** RECORD SET follows **

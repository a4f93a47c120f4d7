use std::collections::VecDeque;

use tracing::{debug, trace};

use crate::network::{Network, Residual, Solution};

const UNREACHED: usize = usize::MAX;

/// Breadth-first search for the fewest-hop augmenting path. Returns its
/// nodes from source to sink, or `None` when the sink is cut off.
fn shortest_path(residual: &Residual) -> Option<Vec<usize>> {
    let network = residual.network();
    let (source, sink) = (network.source(), network.sink());
    let mut parent = vec![UNREACHED; network.size()];
    parent[source] = source;
    let mut queue = VecDeque::from([source]);
    while let Some(u) = queue.pop_front() {
        if parent[sink] != UNREACHED {
            break;
        }
        for v in network.neighbours(u).iter().copied() {
            if parent[v] == UNREACHED && residual.residual(u, v) > 0 {
                parent[v] = u;
                queue.push_back(v);
            }
        }
    }
    if parent[sink] == UNREACHED {
        return None;
    }
    let mut path = vec![sink];
    let mut cur = sink;
    while cur != source {
        cur = parent[cur];
        path.push(cur);
    }
    path.reverse();
    Some(path)
}

pub fn solve(network: &Network) -> Solution {
    if network.is_degenerate() {
        return Solution::degenerate(network);
    }
    let mut residual = Residual::new(network);
    let mut max_flow = 0;
    let mut augmentations = 0usize;
    while let Some(path) = shortest_path(&residual) {
        let bottleneck = path
            .windows(2)
            .map(|arc| residual.residual(arc[0], arc[1]))
            .fold(i64::MAX, i64::min);
        for arc in path.windows(2) {
            residual.push(arc[0], arc[1], bottleneck);
        }
        trace!(hops = path.len() - 1, bottleneck, "augmented along shortest path");
        max_flow += bottleneck;
        augmentations += 1;
    }
    debug!(augmentations, max_flow, "no augmenting path left");
    residual.finish(max_flow)
}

** End of RECORD SET **

* _ABOUT THIS TASK_: All lines from the one containing "let mut max_flow = 0;" to the end of the records are to be duplicated exactly, and no other lines are to be given.

* _RESPONSE TO THIS EXERCISE_:
    let mut max_flow = 0;
    let mut augmentations = 0usize;
    while let Some(path) = shortest_path(&residual) {
        let bottleneck = path
            .windows(2)
            .map(|arc| residual.residual(arc[0], arc[1]))
            .fold(i64::MAX, i64::min);
        for arc in path.windows(2) {
            residual.push(arc[0], arc[1], bottleneck);
        }
        trace!(hops = path.len() - 1, bottleneck, "augmented along shortest path");
        max_flow += bottleneck;
        augmentations += 1;
    }
    debug!(augmentations, max_flow, "no augmenting path left");
    residual.finish(max_flow)
}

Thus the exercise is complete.